If you were to go through news regarding Adobe Flash, chances are high that it will be regarding vulnerabilities in the software. In 2010, Steve Jobs publicly wrote about why Flash would not be supported on Apple’s iOS platform, and since then, other mobile operating systems dropped support for Flash as well. It’s 2017, and as you might have guessed by the tone, this news article too talks about new vulnerabilities in Adobe’s ageing and now repeat-offender multimedia software platform.
ZDNet reports of multiple code-execution vulnerabilities within Flash that will affect all major computing platforms - Windows, macOS, Linux, and Chrome OS. Adobe has fixed tens of issues and is urging users to update to a version higher than 220.127.116.11.
Google’s Project Zero, a team of security experts entrusted with the task of finding day-zero vulnerabilities within Google’s own software as well as software used by others, pointed out five of these issues. Two issues were reported by Microsoft Vulnerability Research program, three by the Chromium Vulnerability Rewards Program and one by China-based Tencent, one of the largest Internet companies in the world.

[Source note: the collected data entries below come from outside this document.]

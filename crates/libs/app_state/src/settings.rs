use crate::{ApiSettings, LoggingSettings, MarketplaceSettings, RawSettings, SecretSettings};
use color_eyre::Result;
use serde::Deserialize;
use std::path::{Path, PathBuf, absolute};

#[derive(Debug, Deserialize, Clone)]
pub struct AppSettings {
    pub logging: LoggingSettings,
    pub api: ApiSettings,
    pub secrets: SecretSettings,
    pub uploads: UploadSettings,
    pub marketplace: MarketplaceSettings,
}

#[derive(Debug, Deserialize, Clone)]
pub struct UploadSettings {
    /// Absolute path of the upload folder.
    pub folder: PathBuf,
    pub max_bytes: usize,
    /// Lowercase, without leading dot.
    pub allowed_extensions: Vec<String>,
}

impl TryFrom<RawSettings> for AppSettings {
    type Error = color_eyre::Report;

    fn try_from(raw: RawSettings) -> Result<Self> {
        let uploads = UploadSettings {
            folder: absolute(&raw.uploads.folder)?,
            max_bytes: raw.uploads.max_bytes,
            allowed_extensions: raw
                .uploads
                .allowed_extensions
                .iter()
                .map(|e| e.trim_start_matches('.').to_lowercase())
                .collect(),
        };

        Ok(Self {
            logging: raw.logging,
            api: raw.api,
            secrets: raw.secrets,
            uploads,
            marketplace: raw.marketplace,
        })
    }
}

impl UploadSettings {
    /// Lowercased extension of `file` if it is on the allow-list.
    #[must_use]
    pub fn allowed_extension(&self, file: &Path) -> Option<String> {
        let extension = file.extension()?.to_string_lossy().to_lowercase();
        self.allowed_extensions
            .contains(&extension)
            .then_some(extension)
    }
}

#[cfg(test)]
mod tests {
    use super::*;

    fn uploads() -> UploadSettings {
        UploadSettings {
            folder: PathBuf::from("/tmp/uploads"),
            max_bytes: 1024,
            allowed_extensions: vec!["pdf".into(), "jpg".into()],
        }
    }

    #[test]
    fn extension_check_ignores_case() {
        let uploads = uploads();
        assert_eq!(
            uploads.allowed_extension(Path::new("scan.PDF")),
            Some("pdf".to_owned())
        );
        assert_eq!(uploads.allowed_extension(Path::new("script.sh")), None);
        assert_eq!(uploads.allowed_extension(Path::new("no_extension")), None);
    }
}
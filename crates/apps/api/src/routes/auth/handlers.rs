//! This module defines the HTTP handlers for authentication-related routes.

use crate::api_state::ApiContext;
use axum::http::StatusCode;
use axum::{Extension, Json, extract::State};
use common_services::api::auth::error::AuthError;
use common_services::api::auth::interfaces::{CreateUser, LoginUser, Tokens};
use common_services::api::auth::service::{authenticate_user, create_access_token, create_user};
use common_services::database::app_user::User;
use tracing::instrument;

/// Handles user login and returns a bearer access token.
///
/// # Errors
///
/// Returns `AuthError` if the user credentials are invalid or the token
/// cannot be created.
#[utoipa::path(
    post,
    path = "/auth/login",
    tag = "Auth",
    request_body = LoginUser,
    responses(
        (status = 200, description = "Login successful", body = Tokens),
        (status = 401, description = "Invalid credentials"),
    )
)]
#[instrument(skip(context, payload), err(Debug))]
pub async fn login(
    State(context): State<ApiContext>,
    Json(payload): Json<LoginUser>,
) -> Result<Json<Tokens>, AuthError> {
    let user = authenticate_user(&context.pool, &payload.email, &payload.password).await?;
    let tokens = create_access_token(&context.settings.secrets.jwt, user.id, user.role)?;
    Ok(Json(tokens))
}

/// Registers a new user. The first account becomes the platform admin.
///
/// # Errors
///
/// Returns `AuthError` if a user with the provided email already exists or
/// if a database error occurs during user creation.
#[utoipa::path(
    post,
    path = "/auth/register",
    tag = "Auth",
    request_body = CreateUser,
    responses(
        (status = 201, description = "User created successfully", body = User),
        (status = 400, description = "Invalid name"),
        (status = 409, description = "User with this email already exists"),
    )
)]
#[instrument(skip(context, payload), err(Debug))]
pub async fn register(
    State(context): State<ApiContext>,
    Json(payload): Json<CreateUser>,
) -> Result<(StatusCode, Json<User>), AuthError> {
    let user = create_user(&context.pool, &payload).await?;
    Ok((StatusCode::CREATED, Json(user)))
}

/// Get current user info.
#[utoipa::path(
    get,
    path = "/auth/me",
    tag = "Auth",
    responses(
        (status = 200, description = "Current user data", body = User),
        (status = 401, description = "Authentication required"),
    ),
    security(
        ("bearer_auth" = [])
    )
)]
pub async fn get_me(Extension(user): Extension<User>) -> Json<User> {
    Json(user)
}
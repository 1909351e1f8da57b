use app_state::{AppSettings, UploadSettings};
use axum::extract::FromRef;
use sqlx::PgPool;

#[derive(Clone)]
pub struct ApiContext {
    pub pool: PgPool,
    pub settings: AppSettings,
}

impl FromRef<ApiContext> for PgPool {
    fn from_ref(state: &ApiContext) -> Self {
        state.pool.clone()
    }
}

impl FromRef<ApiContext> for AppSettings {
    fn from_ref(state: &ApiContext) -> Self {
        state.settings.clone()
    }
}

impl FromRef<ApiContext> for UploadSettings {
    fn from_ref(state: &ApiContext) -> Self {
        state.settings.uploads.clone()
    }
}
use crate::api::collaboration::service::{load_as_participant, persist};
use crate::api::payout::error::PayoutError;
use crate::database::app_user::User;
use crate::database::collaboration_store::CollaborationStore;
use crate::database::kyc::KycStatus;
use crate::database::kyc_store::KycStore;
use crate::database::payout::{Payout, PayoutKind, PayoutStatus};
use crate::database::payout_store::PayoutStore;
use crate::alert;
use crate::utils::nice_id;
use app_state::constants;
use chrono::Utc;
use common_types::{
    ActorRole, Collaboration, CollaborationStatus, FeeSettings, PaymentStatus, PayoutBreakdown,
    Side, TransitionError, calculate_payout,
};
use rust_decimal::Decimal;
use sqlx::{Executor, PgPool, Postgres};
use tracing::{info, instrument};

fn ensure_payee(role: ActorRole) -> Result<(), PayoutError> {
    if role.side() == Side::Payee {
        Ok(())
    } else {
        Err(PayoutError::NotPayee)
    }
}

async fn breakdown_for(
    executor: impl Executor<'_, Database = Postgres>,
    collaboration: &Collaboration,
    fees: &FeeSettings,
) -> Result<PayoutBreakdown, PayoutError> {
    let final_amount = collaboration
        .final_amount
        .ok_or(TransitionError::MissingAgreement)?;
    let prior = PayoutStore::sum_paid_partials(executor, &collaboration.id).await?;
    Ok(calculate_payout(final_amount, fees, prior))
}

/// Shows the payee what a payout would come to, without requesting it.
#[instrument(skip(pool, user, fees), fields(user_id = user.id))]
pub async fn preview_payout(
    pool: &PgPool,
    user: &User,
    collaboration_id: &str,
    fees: &FeeSettings,
) -> Result<PayoutBreakdown, PayoutError> {
    let (collaboration, role) = load_as_participant(pool, user, collaboration_id).await?;
    ensure_payee(role)?;
    if collaboration.status != CollaborationStatus::Completed {
        return Err(TransitionError::UnexpectedStatus {
            expected: CollaborationStatus::Completed,
            status: collaboration.status,
        }
        .into());
    }
    breakdown_for(pool, &collaboration, fees).await
}

/// Requests the final payout. The payout row and the `payout_requested`
/// payment status are written in one transaction.
#[instrument(skip(pool, user, fees), fields(user_id = user.id))]
pub async fn request_payout(
    pool: &PgPool,
    user: &User,
    collaboration_id: &str,
    fees: &FeeSettings,
) -> Result<Payout, PayoutError> {
    let mut tx = pool.begin().await?;

    let (original, role) = load_as_participant(&mut *tx, user, collaboration_id).await?;
    ensure_payee(role)?;
    let kyc_approved = KycStore::find_by_user(&mut *tx, user.id)
        .await?
        .is_some_and(|kyc| kyc.status == KycStatus::Approved);
    if !kyc_approved {
        return Err(PayoutError::KycNotApproved);
    }

    let now = Utc::now();
    let mut updated = original.clone();
    updated.request_payout(role, now)?;

    let breakdown = breakdown_for(&mut *tx, &original, fees).await?;
    if !breakdown.has_balance() {
        return Err(PayoutError::NoBalance {
            net: breakdown.net_amount,
        });
    }

    persist(&mut *tx, &original, &updated).await?;
    let payout = PayoutStore::create(
        &mut *tx,
        &nice_id(constants().database.record_id_length),
        collaboration_id,
        user.id,
        PayoutKind::Final,
        PayoutStatus::Pending,
        &breakdown,
    )
    .await?;
    tx.commit().await?;

    info!(
        payout_id = %payout.id,
        collaboration_id,
        net = %payout.net_amount,
        "Payout requested"
    );
    Ok(payout)
}

#[instrument(skip(pool, user), fields(user_id = user.id))]
pub async fn list_payouts(pool: &PgPool, user: &User) -> Result<Vec<Payout>, PayoutError> {
    Ok(PayoutStore::list_for_payee(pool, user.id).await?)
}

/// Returns the agreed amount when `amount` may be paid out on top of the
/// partials already paid.
fn check_partial_payout(
    collaboration: &Collaboration,
    prior: Decimal,
    amount: Decimal,
) -> Result<Decimal, PayoutError> {
    let status = collaboration.status.clone();
    if !status.is_recognized() || (status.is_terminal() && status != CollaborationStatus::Completed)
    {
        return Err(PayoutError::Conflict(format!(
            "collaboration {} is {} and takes no payouts",
            collaboration.id,
            status.as_str()
        )));
    }
    if collaboration.payment_status != Some(PaymentStatus::Paid) {
        return Err(PayoutError::Conflict(format!(
            "collaboration {} holds no payment to advance from",
            collaboration.id
        )));
    }
    let agreed = collaboration
        .final_amount
        .ok_or(TransitionError::MissingAgreement)?;
    let remaining = agreed - prior;
    if amount > remaining {
        return Err(PayoutError::BadRequest(format!(
            "partial payout of {amount} exceeds the remaining {remaining}"
        )));
    }
    Ok(agreed)
}

/// Admin: pays out part of the agreed amount ahead of completion.
#[instrument(skip(pool))]
pub async fn record_partial_payout(
    pool: &PgPool,
    collaboration_id: &str,
    amount: Decimal,
) -> Result<Payout, PayoutError> {
    if amount <= Decimal::ZERO {
        return Err(TransitionError::InvalidAmount.into());
    }
    let mut tx = pool.begin().await?;
    // Locked so concurrent partials see each other's rows in the sum.
    let collaboration = CollaborationStore::find_by_id_for_update(&mut *tx, collaboration_id)
        .await?
        .ok_or_else(|| PayoutError::NotFound(collaboration_id.to_owned()))?;
    let prior = PayoutStore::sum_paid_partials(&mut *tx, collaboration_id).await?;
    let agreed = check_partial_payout(&collaboration, prior, amount)?;

    let breakdown = PayoutBreakdown {
        final_amount: agreed,
        commission: Decimal::ZERO,
        processing_charge: Decimal::ZERO,
        gst: Decimal::ZERO,
        prior_payouts: prior,
        total_deductions: prior,
        net_amount: amount,
    };
    let payout = PayoutStore::create(
        &mut *tx,
        &nice_id(constants().database.record_id_length),
        collaboration_id,
        collaboration.partner_id,
        PayoutKind::Partial,
        PayoutStatus::Paid,
        &breakdown,
    )
    .await?;
    tx.commit().await?;

    info!(payout_id = %payout.id, collaboration_id, %amount, "Partial payout recorded");
    Ok(payout)
}

/// Admin: confirms a pending payout was sent. Settling a final payout marks
/// the collaboration as paid out.
#[instrument(skip(pool))]
pub async fn complete_payout(pool: &PgPool, payout_id: &str) -> Result<Payout, PayoutError> {
    let mut tx = pool.begin().await?;
    let Some(payout) = PayoutStore::mark_paid(&mut *tx, payout_id).await? else {
        return match PayoutStore::find_by_id(&mut *tx, payout_id).await? {
            Some(_) => Err(PayoutError::Conflict(format!(
                "payout {payout_id} was already paid"
            ))),
            None => Err(PayoutError::NotFound(payout_id.to_owned())),
        };
    };

    if payout.kind == PayoutKind::Final {
        let original = match payout.collaboration_id.as_deref() {
            Some(collaboration_id) => {
                CollaborationStore::find_by_id(&mut *tx, collaboration_id).await?
            }
            None => None,
        };
        if let Some(original) = original {
            let mut updated = original.clone();
            updated.mark_paid_out(Utc::now())?;
            persist(&mut *tx, &original, &updated).await?;
        } else {
            alert!("Final payout {} settled without a collaboration to mark paid out", payout_id);
        }
    }
    tx.commit().await?;

    info!(payout_id, kind = ?payout.kind, "Payout completed");
    Ok(payout)
}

Adobe has stated that it had not noticed any of the above-mentioned vulnerabilities being exploited by hackers, unlike the past. Most Web browsers today prevent Flash components on websites from automatically executing, rather hiding them behind a click to execute manually, if the user wants to. Microsoft Edge browser announced deploying this technique in December 2016. Google Chrome is said to have adopted it in September and Mozilla Firefox was said to do the same by August of last year.